Today’s news:

Franny Lew teacher gets $50K in suit Ex-special ed instructor claims kids tormented him for 8 years

The Board of Education agreed to pay $50,000 to a former Francis Lewis High School special education teacher earlier this month to settle a lawsuit in which he accused school officials of failing to stop students from harassing him over an eight-year period, said city lawyer Lisa Grumet.

Vincent Peries originally sought $250,000, suing the Board of Ed in Brooklyn federal court in a trial that ended with a hung jury July 3, said Grumet, who represented the Board of Ed in the case.

Peries’ lawyer, Jeffrey Slade, said his client chose to settle because the first trial dredged up several bad memories and psychological hardship. Peries is still suffering from mental anguish relating to his experience at the Fresh Meadows high school and preferred not to sit through another trial, Slade said.

Grumet said the Board of Ed admitted no wrongdoing, but declined to comment on why it agreed to settle. A spokesman for the Board of Ed declined to comment.

According to the lawsuit filed last month, Peries, an immigrant from Sri Lanka, contended that his students often teased him, mocking his racial background and making it difficult for him to supervise them, Slade said.

“For eight years they harassed him. They called him ‘Hindu ----,’ ‘Gandhi ----,’ ‘Immigrant go home,’” Slade said, adding that Peries takes medication to help him cope with psychological problems that have persisted since he taught at Francis Lewis.

School officials did not do enough to discipline students who tormented Peries during his career at the Fresh Meadows high school during the 1990s, Slade said.

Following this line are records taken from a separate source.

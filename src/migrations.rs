//! Versioned schema.
//!
//! Steps are applied in ascending order on open, each in its own transaction
//! together with the version bump. A step is never skipped.

use rusqlite::{params, Connection, OptionalExtension};

use crate::error::{Result, StoreError};

/// Database schema version.
///
/// Bump this only together with a new entry in [`MIGRATIONS`].
pub const SCHEMA_VERSION: i64 = 4;

pub(crate) struct Migration {
    pub version: i64,
    pub description: &'static str,
    pub sql: &'static str,
}

pub(crate) static MIGRATIONS: [Migration; 4] = [
    Migration {
        version: 1,
        description: "pages, supported pages, videos, progress, history",
        sql: r#"
        CREATE TABLE IF NOT EXISTS PageInfo (
          id TEXT NOT NULL,
          isSystem INTEGER NOT NULL,
          name TEXT NOT NULL,
          link TEXT NOT NULL,
          icon TEXT NOT NULL,
          favicon BLOB,
          PRIMARY KEY(link)
        );

        CREATE TABLE IF NOT EXISTS SupportedPage (
          id TEXT NOT NULL,
          name TEXT NOT NULL,
          pattern TEXT NOT NULL,
          PRIMARY KEY(id)
        );

        CREATE TABLE IF NOT EXISTS VideoInfo (
          id TEXT NOT NULL,
          downloadUrls TEXT NOT NULL,
          title TEXT NOT NULL,
          ext TEXT NOT NULL,
          thumbnail TEXT NOT NULL,
          duration INTEGER NOT NULL,
          originalUrl TEXT NOT NULL,
          formats TEXT NOT NULL,
          isRegular INTEGER NOT NULL,
          PRIMARY KEY(id)
        );
        CREATE INDEX IF NOT EXISTS idx_videoinfo_original_url ON VideoInfo(originalUrl);

        CREATE TABLE IF NOT EXISTS ProgressInfo (
          id TEXT NOT NULL,
          downloadId INTEGER NOT NULL,
          videoInfo TEXT NOT NULL,
          bytesDownloaded INTEGER NOT NULL,
          bytesTotal INTEGER NOT NULL,
          downloadStatus INTEGER NOT NULL,
          isLive INTEGER NOT NULL,
          isM3u8 INTEGER NOT NULL,
          fragmentsDownloaded INTEGER NOT NULL,
          fragmentsTotal INTEGER NOT NULL,
          infoLine TEXT NOT NULL,
          PRIMARY KEY(id)
        );

        CREATE TABLE IF NOT EXISTS HistoryItem (
          id TEXT NOT NULL,
          title TEXT,
          url TEXT NOT NULL,
          datetime INTEGER NOT NULL,
          favicon BLOB,
          PRIMARY KEY(id)
        );
        CREATE INDEX IF NOT EXISTS idx_history_datetime ON HistoryItem(datetime);
        "#,
    },
    Migration {
        version: 2,
        description: "ad host block list",
        sql: "CREATE TABLE IF NOT EXISTS AdHost (host TEXT NOT NULL, PRIMARY KEY(host));",
    },
    Migration {
        version: 3,
        description: "64-bit downloaded counter",
        sql: "ALTER TABLE ProgressInfo ADD COLUMN progressDownloaded INTEGER NOT NULL DEFAULT 0;",
    },
    Migration {
        version: 4,
        description: "64-bit total counter",
        sql: "ALTER TABLE ProgressInfo ADD COLUMN progressTotal INTEGER NOT NULL DEFAULT 0;",
    },
];

/// Apply migrations to bring database to current schema.
pub(crate) fn migrate(conn: &mut Connection) -> Result<()> {
    conn.execute_batch(
        r#"
        CREATE TABLE IF NOT EXISTS meta (
          key TEXT PRIMARY KEY,
          value TEXT NOT NULL
        );

        CREATE TABLE IF NOT EXISTS settings (
          key TEXT PRIMARY KEY,
          value_json TEXT NOT NULL
        );
        "#,
    )?;

    let current_version = current_version(conn)?;

    if current_version > SCHEMA_VERSION {
        log::error!(
            "db schema version {} is newer than supported {}",
            current_version,
            SCHEMA_VERSION
        );
        return Err(StoreError::SchemaTooNew {
            found: current_version,
            supported: SCHEMA_VERSION,
        });
    }

    for step in MIGRATIONS.iter().filter(|m| m.version > current_version) {
        apply(conn, step).map_err(|e| {
            log::error!("migration to v{} failed: {}", step.version, e);
            StoreError::Migration {
                version: step.version,
                source: Box::new(e),
            }
        })?;
        log::info!("migrated db to v{}: {}", step.version, step.description);
    }

    Ok(())
}

fn apply(conn: &mut Connection, step: &Migration) -> Result<()> {
    let tx = conn.transaction()?;
    tx.execute_batch(step.sql)?;
    set_schema_version(&tx, step.version)?;
    tx.commit()?;
    Ok(())
}

/// Version recorded in `meta`, falling back to `PRAGMA user_version` for files
/// created before the meta table existed.
pub(crate) fn current_version(conn: &Connection) -> Result<i64> {
    let existing: Option<String> = conn
        .query_row(
            r#"SELECT value FROM meta WHERE key = 'schema_version'"#,
            [],
            |r| r.get(0),
        )
        .optional()?;

    if let Some(v) = existing.as_deref().and_then(|s| s.parse::<i64>().ok()) {
        return Ok(v);
    }

    let user_version: i64 = conn.query_row("PRAGMA user_version", [], |r| r.get(0))?;
    Ok(user_version)
}

fn set_schema_version(conn: &Connection, v: i64) -> Result<()> {
    conn.execute(
        r#"
        INSERT INTO meta(key, value) VALUES('schema_version', ?1)
        ON CONFLICT(key) DO UPDATE SET value = excluded.value
        "#,
        params![v.to_string()],
    )?;
    conn.pragma_update(None, "user_version", v)?;
    Ok(())
}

One teacher even encouraged students to pick on Peries and several educators mimicked his accent, he claimed.

At the time of the trial, Kevin Ortiz, a spokesman from the Board of Ed, said the case was rare because school lawsuits usually involve a student suing a teacher. He said he could not remember a case in which a teacher filed a suit over poor student behavior.

The case is also strange because the behavior of special education students may often be more difficult to control that of other students, Ortiz said. According to Board of Education regulations, special education students can only be suspended under extreme circumstances.

Otherwise, special education teachers must handle their students’ behavioral problems, he added.

The special education students under Peries’ supervision may have been physically or mentally handicapped or emotionally troubled, Ortiz said.